Because of the feeling with which he said it, Cisco's Ko'an has kept recurring
in my mind over the ensuing years. I have realized a great step in
understanding what anthropology is all about. After almost 40 years since I
took my first undergraduate anthropology course from David Olmsted at the
University of California-Davis, I feel that I can understand the implications
of a commitment to the concepts behind the buzzwords "cultural diversity" and
"multicultural society."
I am using "it" to refer to the matrix, the framework, the medium within which
cross-cultural understanding must occur. This has not yet happened. Currently
the principle used is still "might makes right," a principle which could
backfire in one's face.
People in the mainstream, European American economy, and political system have
been going along under the old delusions that these "minority" groups will
someday "advance" to their self-same values and perceptions and maybe even the
same skin color--witness the old Mormon myth that Africans were cursed with
dark skins and that the lighter color of the palms of their hands is an
indication that they have been good and God is beginning to remove the curse.
The "disappearing" Indians, Asians, Aftricans, Mexicans, etc., are expected to
put the past behind them and take on the ways of the currently dominant social
group, the "Americans."
At the same time, these whites are making every effort to sustain a European
frame of reference into the future.
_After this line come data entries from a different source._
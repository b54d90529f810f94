//! gitmirror CLI - migrate git repositories between hosting providers

mod commands;

use std::path::PathBuf;

use clap::{Parser, Subcommand};
use gitmirror_core::{Config, Secrets};
use tracing_subscriber::{fmt, prelude::*, EnvFilter};

use commands::{ForkArgs, MigrateArgs};

/// gitmirror: fork or mirror a git repository to another location
#[derive(Parser, Debug)]
#[command(name = "gitmirror")]
#[command(author, version, about, long_about = None)]
struct Cli {
    /// Enable verbose output
    #[arg(short, long, global = true)]
    verbose: bool,

    /// Base directory for working clones (overrides config and env)
    #[arg(long, global = true, env = "GITMIRROR_WORK_DIR")]
    work_dir: Option<PathBuf>,

    #[command(subcommand)]
    command: Option<Commands>,
}

#[derive(Subcommand, Debug)]
enum Commands {
    /// Show version information
    Version,

    /// Fork when both ends share a provider, mirror-push otherwise
    #[command(visible_alias = "m")]
    Migrate(MigrateArgs),

    /// Mirror-clone the source and force-push every branch and tag
    Mirror(MigrateArgs),

    /// Fork a repository on its hosting provider
    Fork(ForkArgs),

    /// Show current configuration
    Config,

    /// Create a secrets template at the default location
    InitSecrets,
}

#[tokio::main]
async fn main() -> anyhow::Result<()> {
    let cli = Cli::parse();

    let default_level = if cli.verbose { "debug" } else { "info" };
    tracing_subscriber::registry()
        .with(fmt::layer())
        .with(
            EnvFilter::try_from_default_env().unwrap_or_else(|_| EnvFilter::new(default_level)),
        )
        .init();

    let config = Config::load_with_overrides(cli.work_dir.clone())?;

    if cli.verbose {
        tracing::debug!(
            work_dir = ?config.mirror.work_dir,
            github_domain = %config.github.domain,
            "Configuration loaded"
        );
    }

    match cli.command {
        Some(Commands::Version) => {
            println!("gitmirror {}", env!("CARGO_PKG_VERSION"));
        }
        Some(Commands::Migrate(args)) => {
            let secrets = Secrets::load()?;
            args.execute(&config, &secrets, false).await?;
        }
        Some(Commands::Mirror(args)) => {
            let secrets = Secrets::load()?;
            args.execute(&config, &secrets, true).await?;
        }
        Some(Commands::Fork(args)) => {
            let secrets = Secrets::load()?;
            args.execute(&config, &secrets).await?;
        }
        Some(Commands::Config) => {
            println!("gitmirror Configuration");
            println!("=======================");
            println!();
            println!("Mirror Settings:");
            println!(
                "  work_dir: {}",
                config
                    .mirror
                    .work_dir
                    .as_ref()
                    .map(|p| p.display().to_string())
                    .unwrap_or_else(|| "(current directory)".to_string())
            );
            println!("  remote_name: {}", config.mirror.remote_name);
            println!(
                "  delete_created_on_push_failure: {}",
                config.mirror.delete_created_on_push_failure
            );
            println!();
            println!("GitHub Settings:");
            println!("  domain: {}", config.github.domain);
            println!(
                "  api_url: {}",
                config.github.api_url.as_deref().unwrap_or("(default)")
            );
            println!(
                "  strict_existence_check: {}",
                config.github.strict_existence_check
            );
            println!();
            if let Some(path) = Config::default_config_path() {
                println!("Config file: {}", path.display());
                if path.exists() {
                    println!("  (exists)");
                } else {
                    println!("  (not found - using defaults)");
                }
            }
        }
        Some(Commands::InitSecrets) => {
            let path = Secrets::create_template()?;
            println!("Created secrets template at {}", path.display());
        }
        None => {
            println!("gitmirror - fork or mirror git repositories between hosting providers");
            println!();
            println!("Use --help for usage information");
        }
    }

    Ok(())
}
They are admonished by their war chiefs not
to forget the sacrifices of their ancestors who came on the Oregon Trail, even
though the greatest numbers of "settlers" arrived on the railroad. They
maintain their Finnish, Italian, Swedish, German, English, and French social
fraternities and festivals. White supremacist groups are gaining power among
the European Americans in response to the cultural solidarity of Mexicans,
blacks, Indians, Asians, and others. The white "sciences" carry with them not
only the objective method, but the philosophical assumptions and interests of
their European forebears.
Like most students of anthropology--especially archaeologists--I managed to
insulate myself from really understanding the nature and importance of the
differences between the worlds in which the differing peoples live; the depths
of these separate realities. We "professionals" tend to cover the actuality of
these differences with concepts that allow us to believe that these are
mutually intelligible. We also tend to retain a linear framework for social
evolution from "simple" to "complex," based on our own perception of others'
reality. We don't want our boat rocked. After all, we are the experts on these
things, and we don't want any uneducated people disturbing our cosmic order.
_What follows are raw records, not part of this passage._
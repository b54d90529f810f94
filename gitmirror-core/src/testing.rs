//! Test doubles for the hub and git transport seams

use std::path::{Path, PathBuf};
use std::sync::{Arc, Mutex};

use async_trait::async_trait;

use crate::auth::Credentials;
use crate::git::{GitTransport, LocalRepository};
use crate::hub::Hub;
use crate::repository::RepoDescriptor;
use crate::{Error, Result};

/// A call made against [`StubHub`], keyed by `owner/name`
#[derive(Debug, Clone, PartialEq, Eq)]
pub enum HubCall {
    Exists(String),
    Create(String),
    Fork(String, Option<String>),
    Delete(String),
}

/// In-memory hub that records calls
#[derive(Debug)]
pub struct StubHub {
    domain: String,
    exists: bool,
    fail_create: bool,
    calls: Mutex<Vec<HubCall>>,
}

impl StubHub {
    pub fn new(domain: &str) -> Self {
        Self {
            domain: domain.to_string(),
            exists: false,
            fail_create: false,
            calls: Mutex::new(Vec::new()),
        }
    }

    pub fn with_existing(mut self, exists: bool) -> Self {
        self.exists = exists;
        self
    }

    pub fn failing_create(mut self) -> Self {
        self.fail_create = true;
        self
    }

    pub fn calls(&self) -> Vec<HubCall> {
        self.calls.lock().unwrap().clone()
    }

    fn record(&self, call: HubCall) {
        self.calls.lock().unwrap().push(call);
    }
}

#[async_trait]
impl Hub for StubHub {
    fn domain(&self) -> &str {
        &self.domain
    }

    fn set_account(&self, _account: &str) {}

    fn set_password(&self, _password: &str) {}

    async fn repository_exists(&self, repo: &RepoDescriptor) -> Result<bool> {
        self.record(HubCall::Exists(repo.full_name()));
        Ok(self.exists)
    }

    async fn repository_create(&self, repo: &RepoDescriptor) -> Result<()> {
        self.record(HubCall::Create(repo.full_name()));
        if self.fail_create {
            return Err(Error::Other("create refused".to_string()));
        }
        Ok(())
    }

    async fn repository_fork(
        &self,
        source: &RepoDescriptor,
        destination: Option<&RepoDescriptor>,
    ) -> Result<()> {
        self.record(HubCall::Fork(
            source.full_name(),
            destination.map(RepoDescriptor::full_name),
        ));
        Ok(())
    }

    async fn repository_delete(&self, repo: &RepoDescriptor) -> Result<()> {
        self.record(HubCall::Delete(repo.full_name()));
        Ok(())
    }
}

/// A push submitted to [`StubTransport`]
#[derive(Debug, Clone, PartialEq, Eq)]
pub struct PushRecord {
    pub remote: String,
    pub refspecs: Vec<String>,
    pub force: bool,
}

#[derive(Debug, Default)]
struct TransportLog {
    clones: Vec<(String, PathBuf)>,
    remotes: Vec<(String, String)>,
    pushes: Vec<PushRecord>,
}

/// Transport that fakes a clone by creating the directory
#[derive(Debug, Default)]
pub struct StubTransport {
    fail_clone: bool,
    fail_push: bool,
    log: Arc<Mutex<TransportLog>>,
}

impl StubTransport {
    pub fn new() -> Self {
        Self::default()
    }

    pub fn failing_clone(mut self) -> Self {
        self.fail_clone = true;
        self
    }

    pub fn failing_push(mut self) -> Self {
        self.fail_push = true;
        self
    }

    pub fn clones(&self) -> Vec<(String, PathBuf)> {
        self.log.lock().unwrap().clones.clone()
    }

    pub fn remotes(&self) -> Vec<(String, String)> {
        self.log.lock().unwrap().remotes.clone()
    }

    pub fn pushes(&self) -> Vec<PushRecord> {
        self.log.lock().unwrap().pushes.clone()
    }
}

impl GitTransport for StubTransport {
    fn mirror_clone(
        &self,
        url: &str,
        path: &Path,
        _credentials: Option<&Credentials>,
    ) -> Result<()> {
        if self.fail_clone {
            return Err(Error::Git(git2::Error::from_str("clone refused")));
        }
        std::fs::create_dir_all(path)?;
        std::fs::write(path.join("HEAD"), "ref: refs/heads/main\n")?;
        self.log
            .lock()
            .unwrap()
            .clones
            .push((url.to_string(), path.to_path_buf()));
        Ok(())
    }

    fn open(&self, path: &Path) -> Result<Box<dyn LocalRepository>> {
        if !path.exists() {
            return Err(Error::Config(format!("Not a git repository: {}", path.display())));
        }
        Ok(Box::new(StubLocal {
            fail_push: self.fail_push,
            log: self.log.clone(),
        }))
    }
}

struct StubLocal {
    fail_push: bool,
    log: Arc<Mutex<TransportLog>>,
}

impl LocalRepository for StubLocal {
    fn add_mirror_remote(&self, name: &str, url: &str) -> Result<()> {
        self.log
            .lock()
            .unwrap()
            .remotes
            .push((name.to_string(), url.to_string()));
        Ok(())
    }

    fn push(
        &self,
        remote: &str,
        refspecs: &[&str],
        force: bool,
        _credentials: Option<&Credentials>,
    ) -> Result<()> {
        self.log.lock().unwrap().pushes.push(PushRecord {
            remote: remote.to_string(),
            refspecs: refspecs.iter().map(|s| s.to_string()).collect(),
            force,
        });
        if self.fail_push {
            return Err(Error::Git(git2::Error::from_str("push rejected")));
        }
        Ok(())
    }
}

/// Bare repository with `main`, `dev` and a `v1` tag at `dir/source.git`
pub fn seed_bare_repository(dir: &Path) -> PathBuf {
    let path = dir.join("source.git");
    let repo = git2::Repository::init_bare(&path).unwrap();
    let sig = git2::Signature::now("Test", "test@example.com").unwrap();

    let tree_id = repo.treebuilder(None).unwrap().write().unwrap();
    let tree = repo.find_tree(tree_id).unwrap();

    let main = repo
        .commit(Some("refs/heads/main"), &sig, &sig, "initial", &tree, &[])
        .unwrap();
    let main = repo.find_commit(main).unwrap();
    repo.commit(Some("refs/heads/dev"), &sig, &sig, "dev work", &tree, &[&main])
        .unwrap();
    repo.tag_lightweight("v1", main.as_object(), false).unwrap();
    repo.set_head("refs/heads/main").unwrap();

    path
}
There are a lot of jokes among tribal people about the ignorant anthropologists
asking ridiculous questions and getting ridiculous answers from people who
don't trust them.
Now is the time to confront the hard reality of the actions necessary to
provide the various needs of maintaining this cultural diversity apparently
valued by our government. We must ask "What are the primary, critical,
constituent elements--the cultural ecology--necessary to maintain and enhance
these separate social systems and their cultural vitality?"
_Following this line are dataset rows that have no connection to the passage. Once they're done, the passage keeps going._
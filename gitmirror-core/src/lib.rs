//! gitmirror core - repository migration between git hosting providers
//!
//! A migration takes a source and a destination [`RepoDescriptor`]. When both
//! are managed by the same [`Hub`] domain the provider forks the repository;
//! otherwise the [`MirrorPipeline`] mirror-clones the source and force-pushes
//! every branch and tag to the destination, creating it first if needed.

pub mod auth;
pub mod config;
pub mod error;
pub mod events;
pub mod git;
pub mod hub;
pub mod migrate;
pub mod pipeline;
pub mod repository;
pub mod secrets;

#[cfg(test)]
mod testing;

pub use auth::Credentials;
pub use config::Config;
pub use error::{Error, Result};
pub use events::{EventSink, MigrationEvent, NullSink, RecordingSink, Strategy, TracingSink};
pub use git::{Git2Transport, GitTransport, LocalRepository, ParsedUrl};
pub use hub::Hub;
pub use migrate::{choose_strategy, simple_fork, simple_mirror_push, Migrator};
pub use pipeline::{MirrorPipeline, PipelineOptions, MIRROR_PUSH_REFSPECS, MIRROR_REMOTE_NAME};
pub use repository::{RepoDescriptor, Visibility};
pub use secrets::Secrets;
There are some universal primary elements of a critical cultural ecology for a
multicultural nation, varying in specifics from one cultural group to another.
Without government, private, community, and corporate support for this ecology
for cultural diversity, the drive of these separate cultural groups to survive
and grow will break down into open social conflict. We see the makings of this
in the polarization that is being recognized in the United States as a result
of such events as the O. J. Simpson trial, the siege of Wounded Knee, Ruby
Ridge, the Rodney King disaster, the César Chavez leadership of the
Mexican farmworkers union. We see it worldwide in such events as have recently
taken place in the former Yugoslavia, the former U.S.S.R., the transformation
of South Africa, the uprising in Chiapas, and numerous other situations.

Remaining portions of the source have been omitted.